If you have a deployment of IBM Cloud Pak for AIOps on Linux, follow the instructions in Online upgrade of IBM Cloud Pak for AIOps on Linux.

Important: If IBM® Netcool® Operations Insight® is deployed on the same cluster as IBM Cloud Pak for AIOps, ensure that Netcool Operations Insight is at version 1.6.13 or later before you upgrade IBM Cloud Pak for AIOps. Failure to do so may result in a broken Netcool Operations Insight deployment, as the IBM Cloud Pak for AIOps upgrade process updates a shared component that is used by both applications.

Before you begin

Notes:

  • Ensure that you are on a version of Red Hat OpenShift that your current and target versions of IBM Cloud Pak for AIOps both support. If you already have a qualifying version of Red Hat OpenShift but you want to upgrade it, then complete the IBM Cloud Pak for AIOps upgrade first. For more information, see Guidance for upgrades that require an Red Hat OpenShift upgrade.
  • Some steps must still be performed with the Red Hat® OpenShift® Container Platform command line interface (CLI). Ensure that you are logged in to your Red Hat OpenShift Container Platform cluster with oc login for any steps that use the OpenShift command-line interface (CLI).
  • Red Hat OpenShift Container Platform requires a user with cluster-admin privileges for the following operations:

Warnings:

  • Custom patches, labels, and manual adjustments to IBM Cloud Pak for AIOps resources are lost when IBM Cloud Pak for AIOps is upgraded, and must be manually reapplied after upgrade. For more information, see Manual adjustments are not persisted.
  • The upgrade cannot be removed or rolled back.
  • If you previously increased the size of a PVC directly, then you must follow the correct procedure that is supplied in Resizing storage to ensure that the size is updated by the operator. Failure to do so before upgrading IBM Cloud Pak for AIOps causes the operator to attempt to restore a lower default value for the PVC, and causes an error in your IBM Cloud Pak for AIOps deployment.
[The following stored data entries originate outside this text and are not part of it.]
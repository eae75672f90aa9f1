#![allow(dead_code)]

use std::collections::VecDeque;
use std::sync::{Arc, Mutex};

use async_trait::async_trait;
use relay_agent::{RegisteredTool, StaticToolRegistry, ToolExecutor, ToolOutput};
use relay_llm::{
    CancelToken, ChatClient, ClientError, Completion, CompletionStream, Request, StreamAccumulator,
    StreamEvent, ToolCallFragment, ToolSchema,
};
use serde_json::{Value, json};

/// One scripted stream element. `CancelRun` trips the run's cancel token and
/// then lets the stream end, modelling a disconnect observed right after the
/// streaming call returns.
#[derive(Clone, Debug)]
pub enum ScriptAction {
    Delta(String),
    Fragment(ToolCallFragment),
    Finish,
    CancelRun,
}

pub fn delta(text: &str) -> ScriptAction {
    ScriptAction::Delta(text.to_string())
}

pub fn fragment(index: usize, id: Option<&str>, name: Option<&str>, args: &str) -> ScriptAction {
    ScriptAction::Fragment(ToolCallFragment {
        index,
        id: id.map(str::to_string),
        name: name.map(str::to_string),
        arguments: args.to_string(),
    })
}

pub fn tool_call_script(id: &str, name: &str, args: &str) -> Vec<ScriptAction> {
    vec![fragment(0, Some(id), Some(name), args), ScriptAction::Finish]
}

pub fn text_script(text: &str) -> Vec<ScriptAction> {
    vec![delta(text), ScriptAction::Finish]
}

/// Chat client that replays queued scripts, one per model round.
pub struct ScriptClient {
    scripts: Mutex<VecDeque<Vec<ScriptAction>>>,
    pub requests: Mutex<Vec<Request>>,
    pub delay_ms: u64,
}

impl ScriptClient {
    pub fn new(scripts: Vec<Vec<ScriptAction>>) -> Arc<Self> {
        Arc::new(Self {
            scripts: Mutex::new(VecDeque::from(scripts)),
            requests: Mutex::new(Vec::new()),
            delay_ms: 0,
        })
    }

    pub fn with_delay(scripts: Vec<Vec<ScriptAction>>, delay_ms: u64) -> Arc<Self> {
        Arc::new(Self {
            scripts: Mutex::new(VecDeque::from(scripts)),
            requests: Mutex::new(Vec::new()),
            delay_ms,
        })
    }

    pub fn recorded_requests(&self) -> Vec<Request> {
        self.requests.lock().expect("requests mutex").clone()
    }

    fn next_script(&self) -> Result<Vec<ScriptAction>, ClientError> {
        self.scripts
            .lock()
            .expect("scripts mutex")
            .pop_front()
            .ok_or_else(|| ClientError::Configuration("no script queued".to_string()))
    }
}

#[async_trait]
impl ChatClient for ScriptClient {
    fn name(&self) -> &str {
        "script"
    }

    async fn complete(&self, request: Request) -> Result<Completion, ClientError> {
        let stream = self.stream_complete(request, &CancelToken::new()).await?;
        let mut accumulator = StreamAccumulator::new();
        let mut stream = stream;
        use futures::StreamExt;
        while let Some(event) = stream.next().await {
            accumulator.push(&event?);
        }
        Ok(accumulator.finish())
    }

    async fn stream_complete(
        &self,
        request: Request,
        cancel: &CancelToken,
    ) -> Result<CompletionStream, ClientError> {
        if self.delay_ms > 0 {
            tokio::time::sleep(std::time::Duration::from_millis(self.delay_ms)).await;
        }
        self.requests.lock().expect("requests mutex").push(request);

        let actions = VecDeque::from(self.next_script()?);
        let cancel = cancel.clone();
        let stream: CompletionStream = Box::pin(futures::stream::unfold(
            (actions, cancel),
            |(mut actions, cancel)| async move {
                loop {
                    match actions.pop_front() {
                        None => return None,
                        Some(ScriptAction::CancelRun) => {
                            cancel.cancel();
                            continue;
                        }
                        Some(ScriptAction::Delta(text)) => {
                            return Some((Ok(StreamEvent::TextDelta(text)), (actions, cancel)));
                        }
                        Some(ScriptAction::Fragment(fragment)) => {
                            return Some((
                                Ok(StreamEvent::ToolCallDelta(fragment)),
                                (actions, cancel),
                            ));
                        }
                        Some(ScriptAction::Finish) => {
                            return Some((
                                Ok(StreamEvent::Finish { usage: None }),
                                (actions, cancel),
                            ));
                        }
                    }
                }
            },
        ));
        Ok(stream)
    }
}

pub fn echo_schema(name: &str) -> ToolSchema {
    ToolSchema {
        name: name.to_string(),
        description: "test tool".to_string(),
        parameters: json!({
            "type": "object",
            "properties": { "value": { "type": "string" } }
        }),
    }
}

/// Registry whose tools record their invocations into a shared log.
pub fn recording_registry(
    names: &[&str],
    log: Arc<Mutex<Vec<(String, Value)>>>,
) -> Arc<StaticToolRegistry> {
    let mut registry = StaticToolRegistry::new();
    for name in names {
        let log = log.clone();
        let tool_name = (*name).to_string();
        let reply = format!("ok-{name}");
        let executor: ToolExecutor = Arc::new(move |args| {
            let log = log.clone();
            let tool_name = tool_name.clone();
            let reply = reply.clone();
            Box::pin(async move {
                log.lock().expect("tool log mutex").push((tool_name, args));
                Ok(ToolOutput::text(reply))
            })
        });
        registry.register(RegisteredTool {
            schema: echo_schema(name),
            executor,
        });
    }
    Arc::new(registry)
}
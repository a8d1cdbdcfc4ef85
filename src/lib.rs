//! waveCast — Core library for the geolocated broadcast engine.
//!
//! Stations, broadcast sequencing, and playback scheduling live here.
//! The CLI consumes this crate.

pub mod broadcast;
pub mod driver;
pub mod fade;
pub mod local_music;
pub mod scheduler;
pub mod segment;
pub mod segment_player;
pub mod session;
pub mod speech;
pub mod station;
Database migration during upgrade

The IBM Cloud Pak for AIOps 4.7.x to v4.8 upgrade process migrates the Elasticsearch database to an OpenSearch database.

Extra resources are needed during the upgrade, and are shown in the following table. These resources can be released after the upgrade is complete.

Table 1. Extra resources required during upgrade
Size vCPU Memory Disk
Starter 2 8Gi 100Gi
Production 6 24Gi 300Gi

If IBM Sales representatives and Business Partners supplied you with a custom profile, then you must calculate the additional resource requirements as follows:

  1. Run the following commands to view your custom profile ConfigMap.

    export PROJECT_CP4AIOPS=<project>
    oc get configmap -n "${PROJECT_CP4AIOPS}" $(oc get installation.orchestrator.aiops.ibm.com -n "${PROJECT_CP4AIOPS}" -o jsonpath='{.items[0].status.customProfileConfigmap}') -o yaml
    

    Where <project> is the namespace (project) that IBM Cloud Pak for AIOps is deployed in.

  2. Locate the section for elasticsearch in the output, and calculate the additional resources that are needed for the duration of upgrade.

    The additional vCPU needed is replicas multiplied by requests.cpu, and the additional memory needed is replicas multiplied bu requests.memory.

    Example output for an elasticsearch section, where upgrade will need 15 additional vCPU (5 x 3) and 40960 Mi memory (5 x 8192).

    elasticsearch:
         replicas: 5
         resources:
           requests:
             cpu: 3000m
             memory: 8192Mi
           limits:
             cpu: 6000m
             memory: 8192Mi
    

The migration causes approximately 10 minutes of downtime for the following IBM Cloud Pak for AIOps components: log integrations, ticket integrations, log anomaly model training, and the Insights Dashboard. If alert archiving to Elasticsearch is enabled on your deployment, then the downtime for the migration might be extended depending on the quantity of alerts stored.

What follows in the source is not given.